● ACTION ITEM
Examine the entries and show every line in which the word "return" is found.

● INPUT
[Start of section]
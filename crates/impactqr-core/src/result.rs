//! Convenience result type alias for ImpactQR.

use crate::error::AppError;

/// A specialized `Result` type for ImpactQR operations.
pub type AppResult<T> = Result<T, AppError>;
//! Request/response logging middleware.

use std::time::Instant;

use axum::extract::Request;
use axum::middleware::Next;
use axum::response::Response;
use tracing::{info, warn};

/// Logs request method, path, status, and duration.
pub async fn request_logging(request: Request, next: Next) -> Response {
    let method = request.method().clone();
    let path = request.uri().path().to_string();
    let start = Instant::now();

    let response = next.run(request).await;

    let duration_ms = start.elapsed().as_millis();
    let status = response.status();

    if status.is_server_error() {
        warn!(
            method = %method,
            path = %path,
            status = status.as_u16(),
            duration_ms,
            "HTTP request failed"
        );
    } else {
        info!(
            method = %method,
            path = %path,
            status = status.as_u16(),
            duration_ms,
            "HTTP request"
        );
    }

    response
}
[End of section]
[Start of section]
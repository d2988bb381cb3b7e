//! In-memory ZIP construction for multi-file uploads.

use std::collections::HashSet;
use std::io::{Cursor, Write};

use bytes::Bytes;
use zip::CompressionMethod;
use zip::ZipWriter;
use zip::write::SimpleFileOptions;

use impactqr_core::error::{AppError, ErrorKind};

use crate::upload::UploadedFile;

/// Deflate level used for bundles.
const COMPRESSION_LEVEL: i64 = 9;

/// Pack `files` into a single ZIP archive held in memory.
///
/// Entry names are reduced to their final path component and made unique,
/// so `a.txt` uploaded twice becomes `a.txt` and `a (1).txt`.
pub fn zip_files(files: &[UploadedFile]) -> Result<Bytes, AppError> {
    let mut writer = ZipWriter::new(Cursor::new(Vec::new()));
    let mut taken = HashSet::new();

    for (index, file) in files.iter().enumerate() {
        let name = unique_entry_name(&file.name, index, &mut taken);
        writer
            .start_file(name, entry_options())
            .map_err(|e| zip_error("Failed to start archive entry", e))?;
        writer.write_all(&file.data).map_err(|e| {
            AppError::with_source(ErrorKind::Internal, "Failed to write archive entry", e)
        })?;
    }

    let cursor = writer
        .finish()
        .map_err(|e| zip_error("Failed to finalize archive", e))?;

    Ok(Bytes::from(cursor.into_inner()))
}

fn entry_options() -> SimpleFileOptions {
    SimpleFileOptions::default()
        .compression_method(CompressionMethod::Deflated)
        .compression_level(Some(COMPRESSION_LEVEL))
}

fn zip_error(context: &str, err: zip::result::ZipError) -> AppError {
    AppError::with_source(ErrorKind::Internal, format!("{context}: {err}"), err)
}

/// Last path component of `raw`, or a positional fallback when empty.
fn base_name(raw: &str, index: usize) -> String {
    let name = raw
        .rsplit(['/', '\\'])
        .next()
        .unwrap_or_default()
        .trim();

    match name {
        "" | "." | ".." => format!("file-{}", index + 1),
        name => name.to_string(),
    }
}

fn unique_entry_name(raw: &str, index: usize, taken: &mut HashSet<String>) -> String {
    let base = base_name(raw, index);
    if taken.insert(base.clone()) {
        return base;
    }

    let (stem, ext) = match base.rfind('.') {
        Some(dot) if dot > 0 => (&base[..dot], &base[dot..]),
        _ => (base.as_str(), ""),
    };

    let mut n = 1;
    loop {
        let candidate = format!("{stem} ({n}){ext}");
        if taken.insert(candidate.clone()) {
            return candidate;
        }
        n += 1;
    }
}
[End of section]
[Start of section]
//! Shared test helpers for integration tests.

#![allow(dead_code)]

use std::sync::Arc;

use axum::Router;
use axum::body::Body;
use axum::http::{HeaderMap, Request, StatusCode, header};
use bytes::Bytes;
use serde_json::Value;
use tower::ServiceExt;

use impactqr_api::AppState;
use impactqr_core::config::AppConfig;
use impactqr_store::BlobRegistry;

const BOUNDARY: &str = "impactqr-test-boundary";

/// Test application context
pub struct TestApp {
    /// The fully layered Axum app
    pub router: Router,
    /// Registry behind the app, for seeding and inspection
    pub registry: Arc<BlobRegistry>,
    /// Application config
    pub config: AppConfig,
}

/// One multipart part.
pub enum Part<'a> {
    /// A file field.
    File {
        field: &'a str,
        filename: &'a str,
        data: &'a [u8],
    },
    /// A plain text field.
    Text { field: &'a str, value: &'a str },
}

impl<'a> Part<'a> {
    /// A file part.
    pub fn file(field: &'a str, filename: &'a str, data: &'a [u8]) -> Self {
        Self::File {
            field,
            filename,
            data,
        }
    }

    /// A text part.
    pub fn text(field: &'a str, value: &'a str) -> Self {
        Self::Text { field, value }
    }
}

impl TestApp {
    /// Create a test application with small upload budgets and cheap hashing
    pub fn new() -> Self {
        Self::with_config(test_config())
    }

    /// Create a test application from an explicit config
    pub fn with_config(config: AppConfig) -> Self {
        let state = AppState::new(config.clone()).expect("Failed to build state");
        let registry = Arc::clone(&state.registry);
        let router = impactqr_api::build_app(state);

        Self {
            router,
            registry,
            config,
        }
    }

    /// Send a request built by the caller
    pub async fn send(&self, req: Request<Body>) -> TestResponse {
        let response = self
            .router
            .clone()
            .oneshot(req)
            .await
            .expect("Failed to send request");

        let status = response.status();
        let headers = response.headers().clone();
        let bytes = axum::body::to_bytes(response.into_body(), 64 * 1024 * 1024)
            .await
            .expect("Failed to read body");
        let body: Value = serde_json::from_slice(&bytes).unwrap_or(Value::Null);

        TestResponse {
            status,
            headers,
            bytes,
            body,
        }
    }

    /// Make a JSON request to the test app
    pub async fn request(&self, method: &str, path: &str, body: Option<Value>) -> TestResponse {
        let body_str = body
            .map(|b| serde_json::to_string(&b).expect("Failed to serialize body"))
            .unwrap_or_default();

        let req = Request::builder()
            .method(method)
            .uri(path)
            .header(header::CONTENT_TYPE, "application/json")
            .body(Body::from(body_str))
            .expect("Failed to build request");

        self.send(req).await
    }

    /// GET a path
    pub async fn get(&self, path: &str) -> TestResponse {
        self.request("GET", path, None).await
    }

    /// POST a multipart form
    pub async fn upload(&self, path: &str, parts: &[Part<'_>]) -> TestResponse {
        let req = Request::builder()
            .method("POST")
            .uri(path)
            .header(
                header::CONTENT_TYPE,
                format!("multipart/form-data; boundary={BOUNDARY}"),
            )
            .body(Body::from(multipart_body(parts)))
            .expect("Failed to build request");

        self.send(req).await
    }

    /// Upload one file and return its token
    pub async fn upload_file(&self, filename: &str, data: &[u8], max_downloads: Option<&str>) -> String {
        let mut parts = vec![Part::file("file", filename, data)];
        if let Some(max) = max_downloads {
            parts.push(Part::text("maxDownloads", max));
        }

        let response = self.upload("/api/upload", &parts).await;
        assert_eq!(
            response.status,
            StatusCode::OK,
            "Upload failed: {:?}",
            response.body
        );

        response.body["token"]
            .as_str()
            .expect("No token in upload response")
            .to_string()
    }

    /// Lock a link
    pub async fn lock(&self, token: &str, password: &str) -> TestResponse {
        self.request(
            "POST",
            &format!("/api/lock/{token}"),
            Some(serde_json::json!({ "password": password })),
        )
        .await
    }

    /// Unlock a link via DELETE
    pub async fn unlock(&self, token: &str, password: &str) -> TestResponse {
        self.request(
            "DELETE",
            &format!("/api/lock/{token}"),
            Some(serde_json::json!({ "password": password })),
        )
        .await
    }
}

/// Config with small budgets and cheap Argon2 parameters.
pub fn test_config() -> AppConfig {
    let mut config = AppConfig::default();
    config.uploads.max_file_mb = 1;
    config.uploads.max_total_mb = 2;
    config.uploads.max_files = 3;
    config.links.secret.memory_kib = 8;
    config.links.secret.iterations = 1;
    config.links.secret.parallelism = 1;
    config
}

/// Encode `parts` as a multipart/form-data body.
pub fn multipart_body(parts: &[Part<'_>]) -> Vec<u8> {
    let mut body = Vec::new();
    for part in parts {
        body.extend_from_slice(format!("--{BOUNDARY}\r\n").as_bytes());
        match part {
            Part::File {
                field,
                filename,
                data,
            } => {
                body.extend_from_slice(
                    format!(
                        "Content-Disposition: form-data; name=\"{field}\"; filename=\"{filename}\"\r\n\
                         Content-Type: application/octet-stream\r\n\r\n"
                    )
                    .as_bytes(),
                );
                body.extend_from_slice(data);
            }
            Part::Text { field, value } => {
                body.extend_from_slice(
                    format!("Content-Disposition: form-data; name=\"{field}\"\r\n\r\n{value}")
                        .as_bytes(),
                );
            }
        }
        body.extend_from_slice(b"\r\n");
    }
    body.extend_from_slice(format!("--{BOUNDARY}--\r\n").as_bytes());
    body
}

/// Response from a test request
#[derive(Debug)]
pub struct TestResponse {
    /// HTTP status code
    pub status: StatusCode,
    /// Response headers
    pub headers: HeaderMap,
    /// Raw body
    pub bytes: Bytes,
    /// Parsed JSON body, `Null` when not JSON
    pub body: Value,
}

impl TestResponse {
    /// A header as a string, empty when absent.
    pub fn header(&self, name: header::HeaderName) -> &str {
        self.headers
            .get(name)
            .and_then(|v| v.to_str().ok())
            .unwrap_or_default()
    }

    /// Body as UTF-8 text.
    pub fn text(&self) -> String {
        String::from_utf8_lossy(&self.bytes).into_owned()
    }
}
[End of section]
● REPLY
        return base;
            return candidate;
    /// Upload one file and return its token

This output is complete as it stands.